Segment Start: DATA FOR THE TASK
use serde::{Deserialize, Serialize};
use std::fmt;
use thiserror::Error;

use crate::template::{Template, TemplateMode};

pub const DEFAULT_AUDIENCE: &str = "general audience";
const NO_INSTRUCTIONS: &str = "No specific instructions";

#[derive(Debug, Clone, PartialEq, Eq, Error)]
pub enum RequestError {
    #[error("prompt text is empty")]
    EmptyPrompt,
    #[error("no candidate templates to choose from")]
    NoCandidates,
}

/// Request-scoped 1-based position of a candidate template.
///
/// This is the only handle a model ever sees for a template. It has no
/// meaning outside the [`SelectionRequest`] that assigned it and is never
/// written to storage.
#[derive(Debug, Clone, Copy, PartialEq, Eq, Hash, PartialOrd, Ord, Serialize, Deserialize)]
#[serde(transparent)]
pub struct Ordinal(u32);

impl Ordinal {
    pub fn new(value: u32) -> Option<Self> {
        if value == 0 {
            None
        } else {
            Some(Ordinal(value))
        }
    }

    pub fn get(self) -> u32 {
        self.0
    }

    /// Interpret a model-supplied integer as an ordinal, if it can be one.
    pub fn from_model(value: i64) -> Option<Self> {
        u32::try_from(value).ok().and_then(Ordinal::new)
    }
}

impl fmt::Display for Ordinal {
    fn fmt(&self, f: &mut fmt::Formatter<'_>) -> fmt::Result {
        write!(f, "{}", self.0)
    }
}

#[derive(Debug, Clone, PartialEq)]
pub struct IndexedTemplate {
    pub ordinal: Ordinal,
    pub template: Template,
}

/// One user submission, frozen at build time.
///
/// The candidate ordinals and the instruction text are computed once here and
/// reused unchanged by every provider attempt for this submission.
#[derive(Debug, Clone)]
pub struct SelectionRequest {
    prompt_text: String,
    audience: String,
    mode: TemplateMode,
    candidates: Vec<IndexedTemplate>,
    instruction: String,
}

impl SelectionRequest {
    pub fn build(
        prompt_text: &str,
        audience: Option<&str>,
        candidates: Vec<Template>,
        mode: TemplateMode,
    ) -> Result<Self, RequestError> {
        let prompt_text = prompt_text.trim();
        if prompt_text.is_empty() {
            return Err(RequestError::EmptyPrompt);
        }
        if candidates.is_empty() {
            return Err(RequestError::NoCandidates);
        }

        let audience = audience
            .map(str::trim)
            .filter(|a| !a.is_empty())
            .unwrap_or(DEFAULT_AUDIENCE)
            .to_string();

        let candidates: Vec<IndexedTemplate> = candidates
            .into_iter()
            .zip(1u32..)
            .map(|(template, position)| IndexedTemplate {
                ordinal: Ordinal(position),
                template,
            })
            .collect();

        let instruction = render_instruction(prompt_text, &audience, mode, &candidates);

        Ok(SelectionRequest {
            prompt_text: prompt_text.to_string(),
            audience,
            mode,
            candidates,
            instruction,
        })
    }

    pub fn prompt_text(&self) -> &str {
        &self.prompt_text
    }

    pub fn audience(&self) -> &str {
        &self.audience
    }

    pub fn mode(&self) -> TemplateMode {
        self.mode
    }

    pub fn candidates(&self) -> &[IndexedTemplate] {
        &self.candidates
    }

    /// The instruction payload handed to every provider.
    pub fn instruction(&self) -> &str {
        &self.instruction
    }

    /// Exact lookup of an ordinal against this request's candidates.
    pub fn lookup(&self, ordinal: Ordinal) -> Option<&Template> {
        self.candidates
            .get(ordinal.get() as usize - 1)
            .filter(|c| c.ordinal == ordinal)
            .map(|c| &c.template)
    }
}

/// Serialize candidates as numbered entries, one block per template.
pub fn render_candidate_list(candidates: &[IndexedTemplate]) -> String {
    candidates
        .iter()
        .map(|c| {
            let instructions = c.template.instructions.trim();
            let instructions = if instructions.is_empty() {
                NO_INSTRUCTIONS
            } else {
                instructions
            };
            format!("{}. {}\nInstructions: {}", c.ordinal, c.template.name, instructions)
        })
        .collect::<Vec<_>>()
        .join("\n")
}

fn render_instruction(
    prompt_text: &str,
    audience: &str,
    mode: TemplateMode,
    candidates: &[IndexedTemplate],
) -> String {
    let mode_note = match mode {
        TemplateMode::Greenscreen => {
            "\nThese are greenscreen templates: the user's own footage is keyed in behind the subject, so captions should set up that footage.\n"
        }
        TemplateMode::Standard => "",
    };

    format!(
        "You are helping a user turn an idea into meme videos.\n\
         \n\
         Idea: {prompt_text}\n\
         Audience: {audience}\n\
         {mode_note}\n\
         Available templates:\n\
         {list}\n\
         \n\
         Choose the templates that fit the idea best (at most 5) and write 2 to 3 short captions for each one, \
         following each template's instructions. Refer to a template only by its number from the list above.",
        list = render_candidate_list(candidates),
    )
}
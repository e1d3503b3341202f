//! Captioning providers: the model-facing half of template selection.
//!
//! Every provider answers the same question (which of these numbered
//! templates fit the idea, and what captions go with them) behind one trait,
//! so the orchestrator's fallback logic is written once. Structured providers
//! constrain the model with a schema; the free-text provider asks nicely and
//! recovers the answer with [`meme_engine::extract`].

use anyhow::Result;
use serde::{Deserialize, Serialize};
use std::fmt;
use std::str::FromStr;
use std::time::Duration;

use meme_engine::{ProtocolError, SelectionRequest, SelectionResponse};

pub mod anthropic;
pub mod gemini;
pub mod openai;

pub use anthropic::AnthropicProvider;
pub use gemini::GeminiProvider;
pub use openai::ChatCompletionProvider;

pub(crate) const SYSTEM_PROMPT: &str =
    "You pick meme video templates for a user's idea and write short, punchy captions for them. \
     Captions are on-screen text: no hashtags, no emoji spam, under 80 characters each.";

pub(crate) const MAX_OUTPUT_TOKENS: u32 = 1024;

/// Which structured provider handles the primary attempt.
#[derive(Debug, Clone, Copy, PartialEq, Eq, Hash, Default, Serialize, Deserialize)]
pub enum ModelChoice {
    #[default]
    #[serde(rename = "claude")]
    Claude,
    #[serde(rename = "gemini")]
    Gemini,
}

impl ModelChoice {
    pub fn as_str(&self) -> &'static str {
        match self {
            ModelChoice::Claude => "claude",
            ModelChoice::Gemini => "gemini",
        }
    }
}

impl fmt::Display for ModelChoice {
    fn fmt(&self, f: &mut fmt::Formatter<'_>) -> fmt::Result {
        f.write_str(self.as_str())
    }
}

impl FromStr for ModelChoice {
    type Err = String;

    fn from_str(s: &str) -> Result<Self, Self::Err> {
        match s.trim().to_ascii_lowercase().as_str() {
            "claude" | "anthropic" | "" => Ok(ModelChoice::Claude),
            "gemini" | "google" => Ok(ModelChoice::Gemini),
            other => Err(format!("unknown model choice: {}", other)),
        }
    }
}

/// One way of asking a model to choose and caption templates.
#[async_trait::async_trait]
pub trait CaptionProvider: Send + Sync {
    /// Short provider label for logs.
    fn name(&self) -> &str;

    /// Whether the provider's output is schema-constrained.
    fn is_structured(&self) -> bool;

    /// A single request/response round trip. No retries.
    ///
    /// `model` overrides the provider's configured model id.
    async fn select(
        &self,
        request: &SelectionRequest,
        model: Option<&str>,
    ) -> Result<SelectionResponse, ProtocolError>;
}

pub(crate) fn build_http_client(timeout: Duration) -> Result<reqwest::Client> {
    Ok(reqwest::Client::builder()
        .connect_timeout(Duration::from_secs(5))
        .timeout(timeout)
        .build()?)
}

pub(crate) fn transport_error(provider: &str, e: reqwest::Error) -> ProtocolError {
    if e.is_timeout() {
        ProtocolError::transport(format!("{} request timed out", provider))
    } else {
        ProtocolError::transport(format!("{} request failed: {}", provider, e))
    }
}

/// Turn a non-2xx response into a transport failure carrying status and body.
pub(crate) async fn status_error(provider: &str, response: reqwest::Response) -> ProtocolError {
    let status = response.status();
    let error_text = response.text().await.unwrap_or_else(|_| "Unknown error".to_string());
    ProtocolError::transport(format!("{} returned {}: {}", provider, status, error_text))
}

#[cfg(test)]
mod tests {
    use super::*;

    #[test]
    fn model_choice_parses_vendor_aliases() {
        assert_eq!("Anthropic".parse(), Ok(ModelChoice::Claude));
        assert_eq!("gemini".parse(), Ok(ModelChoice::Gemini));
        assert_eq!("".parse(), Ok(ModelChoice::Claude));
        assert!("llama".parse::<ModelChoice>().is_err());
    }

    #[test]
    fn model_choice_serializes_lowercase() {
        assert_eq!(serde_json::to_value(ModelChoice::Gemini).unwrap(), "gemini");
    }
}
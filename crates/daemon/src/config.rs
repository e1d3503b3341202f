//! Daemon configuration.

use std::net::SocketAddr;
use std::path::PathBuf;
use std::time::Duration;

use anyhow::{Context, Result};

use crate::retrieval::RetrievalBackendKind;

/// Credentials and endpoint for one hosted model provider.
#[derive(Debug, Clone)]
pub struct ProviderConfig {
    pub api_key: String,
    pub base_url: String,
    pub model: String,
}

#[derive(Debug, Clone)]
pub struct DaemonConfig {
    pub bind_addr: SocketAddr,
    pub database_path: PathBuf,
    pub retrieval_backend: RetrievalBackendKind,
    /// Maximum templates offered to the model per request
    pub candidate_limit: usize,
    /// Similarity floor for the embedding retriever
    pub min_similarity: f32,
    pub embedding_service_url: String,
    pub embedding_model: String,
    /// `None` when the API key is missing; the provider is then disabled.
    pub anthropic: Option<ProviderConfig>,
    pub gemini: Option<ProviderConfig>,
    pub openai: Option<ProviderConfig>,
    /// Transport timeout for every model call
    pub llm_timeout: Duration,
}

impl Default for DaemonConfig {
    fn default() -> Self {
        Self {
            bind_addr: SocketAddr::from(([127, 0, 0, 1], 7777)),
            database_path: PathBuf::from(".cache/memegen.db"),
            retrieval_backend: RetrievalBackendKind::SimilarityThenCatalog,
            candidate_limit: 10,
            min_similarity: 0.0,
            embedding_service_url: "http://127.0.0.1:8001".to_string(),
            embedding_model: "all-MiniLM-L6-v2".to_string(),
            anthropic: None,
            gemini: None,
            openai: None,
            llm_timeout: Duration::from_secs(60),
        }
    }
}

impl DaemonConfig {
    /// Create config from environment variables (after loading `.env` if present).
    pub fn from_env() -> Result<Self> {
        let _ = dotenvy::dotenv();
        let defaults = Self::default();

        let bind_addr = match std::env::var("BIND_ADDR") {
            Ok(addr) => addr.parse().with_context(|| format!("invalid BIND_ADDR: {}", addr))?,
            Err(_) => defaults.bind_addr,
        };

        let retrieval_backend = match std::env::var("RETRIEVAL_BACKEND") {
            Ok(kind) => kind.parse().map_err(anyhow::Error::msg)?,
            Err(_) => defaults.retrieval_backend,
        };

        Ok(Self {
            bind_addr,
            database_path: std::env::var("DATABASE_PATH")
                .map(PathBuf::from)
                .unwrap_or(defaults.database_path),
            retrieval_backend,
            candidate_limit: std::env::var("CANDIDATE_LIMIT")
                .ok()
                .and_then(|s| s.parse().ok())
                .filter(|limit| *limit > 0)
                .unwrap_or(defaults.candidate_limit),
            min_similarity: std::env::var("MIN_SIMILARITY")
                .ok()
                .and_then(|s| s.parse().ok())
                .unwrap_or(defaults.min_similarity),
            embedding_service_url: std::env::var("EMBEDDING_SERVICE_URL")
                .unwrap_or(defaults.embedding_service_url),
            embedding_model: std::env::var("EMBEDDING_MODEL").unwrap_or(defaults.embedding_model),
            anthropic: provider_from_env(
                "ANTHROPIC",
                "https://api.anthropic.com",
                "claude-3-5-sonnet-latest",
            ),
            gemini: provider_from_env(
                "GEMINI",
                "https://generativelanguage.googleapis.com",
                "gemini-2.0-flash",
            ),
            openai: provider_from_env("OPENAI", "https://api.openai.com", "gpt-4o-mini"),
            llm_timeout: Duration::from_secs(
                std::env::var("LLM_TIMEOUT_SECS")
                    .ok()
                    .and_then(|s| s.parse().ok())
                    .unwrap_or(60),
            ),
        })
    }
}

fn provider_from_env(prefix: &str, default_base_url: &str, default_model: &str) -> Option<ProviderConfig> {
    let api_key = std::env::var(format!("{}_API_KEY", prefix))
        .ok()
        .filter(|key| !key.trim().is_empty())?;

    Some(ProviderConfig {
        api_key,
        base_url: std::env::var(format!("{}_BASE_URL", prefix))
            .unwrap_or_else(|_| default_base_url.to_string())
            .trim_end_matches('/')
            .to_string(),
        model: std::env::var(format!("{}_MODEL", prefix)).unwrap_or_else(|_| default_model.to_string()),
    })
}
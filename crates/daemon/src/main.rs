use axum::{response::Json, routing::get, Router};
use serde::Serialize;
use std::sync::Arc;
use tower_http::cors::{Any, CorsLayer};
use tracing::{info, warn};
use tracing_subscriber::EnvFilter;

mod api;
mod config;
mod db;
mod embeddings;
mod llm;
mod orchestrator;
mod retrieval;

use config::DaemonConfig;
use embeddings::TextEmbedder;
use llm::{AnthropicProvider, CaptionProvider, ChatCompletionProvider, GeminiProvider, ModelChoice};
use orchestrator::SelectionPipeline;

#[derive(Serialize)]
struct HealthResponse {
    ok: bool,
    version: &'static str,
}

async fn health() -> Json<HealthResponse> {
    Json(HealthResponse {
        ok: true,
        version: env!("CARGO_PKG_VERSION"),
    })
}

fn build_pipeline(config: &DaemonConfig, retriever: Arc<dyn retrieval::CandidateRetriever>) -> anyhow::Result<SelectionPipeline> {
    let mut pipeline = SelectionPipeline::new(retriever);

    match &config.anthropic {
        Some(provider) => {
            let anthropic: Arc<dyn CaptionProvider> = Arc::new(AnthropicProvider::new(provider.clone(), config.llm_timeout)?);
            pipeline = pipeline.with_primary(ModelChoice::Claude, anthropic);
        }
        None => warn!("ANTHROPIC_API_KEY not set, claude selections go straight to the fallback"),
    }

    match &config.gemini {
        Some(provider) => {
            let gemini: Arc<dyn CaptionProvider> = Arc::new(GeminiProvider::new(provider.clone(), config.llm_timeout)?);
            pipeline = pipeline.with_primary(ModelChoice::Gemini, gemini);
        }
        None => warn!("GEMINI_API_KEY not set, gemini selections go straight to the fallback"),
    }

    match &config.openai {
        Some(provider) => {
            let fallback: Arc<dyn CaptionProvider> =
                Arc::new(ChatCompletionProvider::new(provider.clone(), config.llm_timeout)?);
            pipeline = pipeline.with_fallback(fallback);
        }
        None => warn!("OPENAI_API_KEY not set, no free-text fallback"),
    }

    Ok(pipeline)
}

#[tokio::main]
async fn main() -> anyhow::Result<()> {
    // Initialize tracing
    tracing_subscriber::fmt()
        .with_env_filter(EnvFilter::try_from_default_env().unwrap_or_else(|_| EnvFilter::new("info")))
        .init();

    let config = DaemonConfig::from_env()?;

    // Initialize database
    if let Some(parent) = config.database_path.parent() {
        std::fs::create_dir_all(parent)?;
    }
    let db = Arc::new(db::Database::new(&config.database_path)?);
    info!("Database initialized at {:?}", config.database_path);

    let embedder: Arc<dyn TextEmbedder> = Arc::new(embeddings::MlServiceEmbedder::new(
        &config.embedding_service_url,
        &config.embedding_model,
    )?);

    let retriever = retrieval::build_retriever(
        config.retrieval_backend,
        db.clone(),
        embedder.clone(),
        config.candidate_limit,
        config.min_similarity,
    );
    info!(
        backend = config.retrieval_backend.as_str(),
        limit = config.candidate_limit,
        "Candidate retrieval configured"
    );

    let pipeline = build_pipeline(&config, retriever)?;
    info!("Caption providers: {}", pipeline.describe());

    let state = api::AppState {
        db,
        pipeline: Arc::new(pipeline),
        embedder,
    };

    // Build the router with CORS support
    let cors = CorsLayer::new()
        .allow_origin(Any)
        .allow_methods(Any)
        .allow_headers(Any)
        .allow_credentials(false);

    let app = Router::new()
        .route("/health", get(health))
        .nest("/api", api::router(state))
        .layer(cors);

    info!("Starting daemon server on {}", config.bind_addr);

    let listener = tokio::net::TcpListener::bind(config.bind_addr).await?;
    axum::serve(listener, app).await?;

    Ok(())
}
Segment End: DATA FOR THE TASK
§ **TASK INSTRUCTIONS**: Looking over the records, find each line with the word "info" and copy it.

§ **RESULT OF THIS TASK**:
use tracing::{info, warn};
        .with_env_filter(EnvFilter::try_from_default_env().unwrap_or_else(|_| EnvFilter::new("info")))
    info!("Database initialized at {:?}", config.database_path);
    info!(
    info!("Caption providers: {}", pipeline.describe());
    info!("Starting daemon server on {}", config.bind_addr);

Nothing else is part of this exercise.